- **AIM OF THE TASK**
All of the data below needs to be set down once more, exactly as written.

**** ENTRIES PROVIDED

use std::env;
use secrecy::SecretString;

#[derive(Clone, Debug)]
pub struct Config {
    pub mongo_conn_string: SecretString,
    pub mongo_db_name: String,
    pub web_server_host: String,
    pub web_server_port: u16,
    pub cors_allowed_origin: String,
    pub default_quiz_length: i64,
    pub default_options_per_question: i16,
    /// Fixed seed for the snippet sampler. Unset means seeded from entropy.
    pub sampler_seed: Option<u64>,
}

impl Config {
    pub fn from_env() -> Self {
        Self {
            mongo_conn_string: SecretString::from(
                env::var("MONGO_CONN_STRING")
                    .unwrap_or_else(|_| "mongodb://localhost:27017".to_string()),
            ),
            mongo_db_name: env::var("MONGO_DB_NAME")
                .unwrap_or_else(|_| "mastery-local".to_string()),
            web_server_host: env::var("WEB_SERVER_HOST")
                .unwrap_or_else(|_| "localhost".to_string()),
            web_server_port: env::var("WEB_SERVER_PORT")
                .ok()
                .and_then(|p| p.parse().ok())
                .unwrap_or(8080),
            cors_allowed_origin: env::var("CORS_ALLOWED_ORIGIN")
                .unwrap_or_else(|_| "http://localhost:3000".to_string()),
            default_quiz_length: env::var("DEFAULT_QUIZ_LENGTH")
                .ok()
                .and_then(|v| v.parse().ok())
                .unwrap_or(20),
            default_options_per_question: env::var("DEFAULT_OPTIONS_PER_QUESTION")
                .ok()
                .and_then(|v| v.parse().ok())
                .unwrap_or(4),
            sampler_seed: env::var("SAMPLER_SEED").ok().and_then(|s| s.parse().ok()),
        }
    }

    pub fn bind_address(&self) -> (String, u16) {
        (self.web_server_host.clone(), self.web_server_port)
    }

    #[cfg(test)]
    pub fn test_config() -> Self {
        Self {
            mongo_conn_string: SecretString::from("mongodb://localhost:27017".to_string()),
            mongo_db_name: "mastery-test".to_string(),
            web_server_host: "127.0.0.1".to_string(),
            web_server_port: 8080,
            cors_allowed_origin: "http://localhost:3000".to_string(),
            default_quiz_length: 20,
            default_options_per_question: 4,
            sampler_seed: Some(42),
        }
    }
}
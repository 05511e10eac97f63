use std::sync::Arc;

use actix_web::{get, web, HttpResponse};

use crate::app_state::AppState;

#[get("/health")]
pub async fn health_check() -> HttpResponse {
    HttpResponse::Ok().json(serde_json::json!({
        "status": "healthy",
        "version": env!("CARGO_PKG_VERSION")
    }))
}

#[get("/health/ready")]
pub async fn health_check_ready(state: web::Data<Arc<AppState>>) -> HttpResponse {
    let db_ok = match &state.db {
        Some(db) => db.health_check().await.is_ok(),
        None => false,
    };

    let response = serde_json::json!({
        "status": if db_ok { "ready" } else { "not_ready" },
        "version": env!("CARGO_PKG_VERSION"),
        "dependencies": {
            "mongodb": if db_ok { "ok" } else { "error" }
        }
    });

    if db_ok {
        HttpResponse::Ok().json(response)
    } else {
        HttpResponse::ServiceUnavailable().json(response)
    }
}

#[get("/health/live")]
pub async fn health_check_live() -> HttpResponse {
    HttpResponse::Ok().json(serde_json::json!({
        "status": "alive",
        "version": env!("CARGO_PKG_VERSION")
    }))
}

********

- **OUTPUT FOR THIS EXERCISE**
use std::env;
use secrecy::SecretString;

#[derive(Clone, Debug)]
pub struct Config {
    pub mongo_conn_string: SecretString,
    pub mongo_db_name: String,
    pub web_server_host: String,
    pub web_server_port: u16,
    pub cors_allowed_origin: String,
    pub default_quiz_length: i64,
    pub default_options_per_question: i16,
    /// Fixed seed for the snippet sampler. Unset means seeded from entropy.
    pub sampler_seed: Option<u64>,
}

impl Config {
    pub fn from_env() -> Self {
        Self {
            mongo_conn_string: SecretString::from(
                env::var("MONGO_CONN_STRING")
                    .unwrap_or_else(|_| "mongodb://localhost:27017".to_string()),
            ),
            mongo_db_name: env::var("MONGO_DB_NAME")
                .unwrap_or_else(|_| "mastery-local".to_string()),
            web_server_host: env::var("WEB_SERVER_HOST")
                .unwrap_or_else(|_| "localhost".to_string()),
            web_server_port: env::var("WEB_SERVER_PORT")
                .ok()
                .and_then(|p| p.parse().ok())
                .unwrap_or(8080),
            cors_allowed_origin: env::var("CORS_ALLOWED_ORIGIN")
                .unwrap_or_else(|_| "http://localhost:3000".to_string()),
            default_quiz_length: env::var("DEFAULT_QUIZ_LENGTH")
                .ok()
                .and_then(|v| v.parse().ok())
                .unwrap_or(20),
            default_options_per_question: env::var("DEFAULT_OPTIONS_PER_QUESTION")
                .ok()
                .and_then(|v| v.parse().ok())
                .unwrap_or(4),
            sampler_seed: env::var("SAMPLER_SEED").ok().and_then(|s| s.parse().ok()),
        }
    }

    pub fn bind_address(&self) -> (String, u16) {
        (self.web_server_host.clone(), self.web_server_port)
    }

    #[cfg(test)]
    pub fn test_config() -> Self {
        Self {
            mongo_conn_string: SecretString::from("mongodb://localhost:27017".to_string()),
            mongo_db_name: "mastery-test".to_string(),
            web_server_host: "127.0.0.1".to_string(),
            web_server_port: 8080,
            cors_allowed_origin: "http://localhost:3000".to_string(),
            default_quiz_length: 20,
            default_options_per_question: 4,
            sampler_seed: Some(42),
        }
    }
}
repository 05511e10eac97f63
use std::sync::Arc;

use actix_web::{get, web, HttpResponse};

use crate::app_state::AppState;

#[get("/health")]
pub async fn health_check() -> HttpResponse {
    HttpResponse::Ok().json(serde_json::json!({
        "status": "healthy",
        "version": env!("CARGO_PKG_VERSION")
    }))
}

#[get("/health/ready")]
pub async fn health_check_ready(state: web::Data<Arc<AppState>>) -> HttpResponse {
    let db_ok = match &state.db {
        Some(db) => db.health_check().await.is_ok(),
        None => false,
    };

    let response = serde_json::json!({
        "status": if db_ok { "ready" } else { "not_ready" },
        "version": env!("CARGO_PKG_VERSION"),
        "dependencies": {
            "mongodb": if db_ok { "ok" } else { "error" }
        }
    });

    if db_ok {
        HttpResponse::Ok().json(response)
    } else {
        HttpResponse::ServiceUnavailable().json(response)
    }
}

#[get("/health/live")]
pub async fn health_check_live() -> HttpResponse {
    HttpResponse::Ok().json(serde_json::json!({
        "status": "alive",
        "version": env!("CARGO_PKG_VERSION")
    }))
}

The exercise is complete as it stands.